** Opening Extracted data block **

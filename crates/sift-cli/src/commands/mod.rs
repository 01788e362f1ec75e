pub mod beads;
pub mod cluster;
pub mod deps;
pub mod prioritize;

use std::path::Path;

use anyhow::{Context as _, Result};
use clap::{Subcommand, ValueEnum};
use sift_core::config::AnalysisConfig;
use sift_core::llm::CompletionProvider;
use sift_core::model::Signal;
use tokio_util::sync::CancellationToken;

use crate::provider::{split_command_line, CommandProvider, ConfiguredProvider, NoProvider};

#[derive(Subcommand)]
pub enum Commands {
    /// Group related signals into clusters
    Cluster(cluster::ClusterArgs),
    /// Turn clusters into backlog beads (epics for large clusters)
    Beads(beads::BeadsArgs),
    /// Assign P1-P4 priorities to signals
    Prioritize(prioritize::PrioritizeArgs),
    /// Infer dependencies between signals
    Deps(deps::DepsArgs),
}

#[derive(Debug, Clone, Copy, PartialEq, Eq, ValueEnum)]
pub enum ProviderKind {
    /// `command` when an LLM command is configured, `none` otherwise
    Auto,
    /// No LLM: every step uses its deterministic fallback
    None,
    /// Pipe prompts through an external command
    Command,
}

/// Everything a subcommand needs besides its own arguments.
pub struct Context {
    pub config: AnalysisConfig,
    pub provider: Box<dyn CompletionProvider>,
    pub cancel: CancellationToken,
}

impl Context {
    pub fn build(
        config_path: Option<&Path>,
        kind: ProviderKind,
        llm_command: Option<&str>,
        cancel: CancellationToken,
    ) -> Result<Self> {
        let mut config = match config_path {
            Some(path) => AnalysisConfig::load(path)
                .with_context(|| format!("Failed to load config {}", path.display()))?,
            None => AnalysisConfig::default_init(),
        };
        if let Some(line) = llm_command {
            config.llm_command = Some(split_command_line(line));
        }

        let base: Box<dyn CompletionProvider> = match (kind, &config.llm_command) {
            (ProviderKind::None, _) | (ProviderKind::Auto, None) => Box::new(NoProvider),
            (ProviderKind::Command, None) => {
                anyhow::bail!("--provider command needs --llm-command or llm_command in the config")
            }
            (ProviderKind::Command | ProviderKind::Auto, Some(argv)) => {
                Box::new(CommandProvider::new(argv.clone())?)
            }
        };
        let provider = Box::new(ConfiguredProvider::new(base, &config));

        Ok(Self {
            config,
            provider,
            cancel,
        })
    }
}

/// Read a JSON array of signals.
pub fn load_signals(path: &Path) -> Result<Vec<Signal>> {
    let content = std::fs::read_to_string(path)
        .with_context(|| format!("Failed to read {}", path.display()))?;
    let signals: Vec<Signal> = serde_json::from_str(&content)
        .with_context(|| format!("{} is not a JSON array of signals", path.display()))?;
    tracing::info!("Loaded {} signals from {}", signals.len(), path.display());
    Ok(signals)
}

** Closing Extracted data block **
** Opening Extracted data block **

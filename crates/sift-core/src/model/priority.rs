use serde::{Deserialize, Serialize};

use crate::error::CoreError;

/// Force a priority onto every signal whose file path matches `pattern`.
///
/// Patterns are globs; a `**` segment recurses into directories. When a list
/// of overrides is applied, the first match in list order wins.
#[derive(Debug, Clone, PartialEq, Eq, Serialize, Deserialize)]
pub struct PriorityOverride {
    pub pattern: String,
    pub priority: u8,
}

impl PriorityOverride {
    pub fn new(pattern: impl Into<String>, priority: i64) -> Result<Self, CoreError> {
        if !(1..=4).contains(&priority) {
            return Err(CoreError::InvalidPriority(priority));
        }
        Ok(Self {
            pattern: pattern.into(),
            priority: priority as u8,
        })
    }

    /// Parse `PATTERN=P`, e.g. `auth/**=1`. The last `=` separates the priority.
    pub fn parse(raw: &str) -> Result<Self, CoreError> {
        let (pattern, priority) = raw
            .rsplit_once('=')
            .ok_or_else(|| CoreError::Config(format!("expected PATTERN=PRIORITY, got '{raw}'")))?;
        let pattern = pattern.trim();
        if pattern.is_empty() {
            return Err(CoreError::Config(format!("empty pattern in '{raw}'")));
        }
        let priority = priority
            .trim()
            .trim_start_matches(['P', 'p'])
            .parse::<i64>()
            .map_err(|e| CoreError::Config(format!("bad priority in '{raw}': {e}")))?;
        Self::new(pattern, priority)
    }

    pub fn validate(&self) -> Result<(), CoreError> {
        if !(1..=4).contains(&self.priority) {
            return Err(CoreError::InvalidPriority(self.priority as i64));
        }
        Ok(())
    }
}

** Closing Extracted data block **

◆ **Your task**
Please, from the material above, copy only the lines from the line with "When a list" up to and including the line with "pub fn validate(&self)", exactly as written.

◆ **Task solution**
/// Patterns are globs; a `**` segment recurses into directories. When a list
/// of overrides is applied, the first match in list order wins.
#[derive(Debug, Clone, PartialEq, Eq, Serialize, Deserialize)]
pub struct PriorityOverride {
    pub pattern: String,
    pub priority: u8,
}

impl PriorityOverride {
    pub fn new(pattern: impl Into<String>, priority: i64) -> Result<Self, CoreError> {
        if !(1..=4).contains(&priority) {
            return Err(CoreError::InvalidPriority(priority));
        }
        Ok(Self {
            pattern: pattern.into(),
            priority: priority as u8,
        })
    }

    /// Parse `PATTERN=P`, e.g. `auth/**=1`. The last `=` separates the priority.
    pub fn parse(raw: &str) -> Result<Self, CoreError> {
        let (pattern, priority) = raw
            .rsplit_once('=')
            .ok_or_else(|| CoreError::Config(format!("expected PATTERN=PRIORITY, got '{raw}'")))?;
        let pattern = pattern.trim();
        if pattern.is_empty() {
            return Err(CoreError::Config(format!("empty pattern in '{raw}'")));
        }
        let priority = priority
            .trim()
            .trim_start_matches(['P', 'p'])
            .parse::<i64>()
            .map_err(|e| CoreError::Config(format!("bad priority in '{raw}': {e}")))?;
        Self::new(pattern, priority)
    }

    pub fn validate(&self) -> Result<(), CoreError> {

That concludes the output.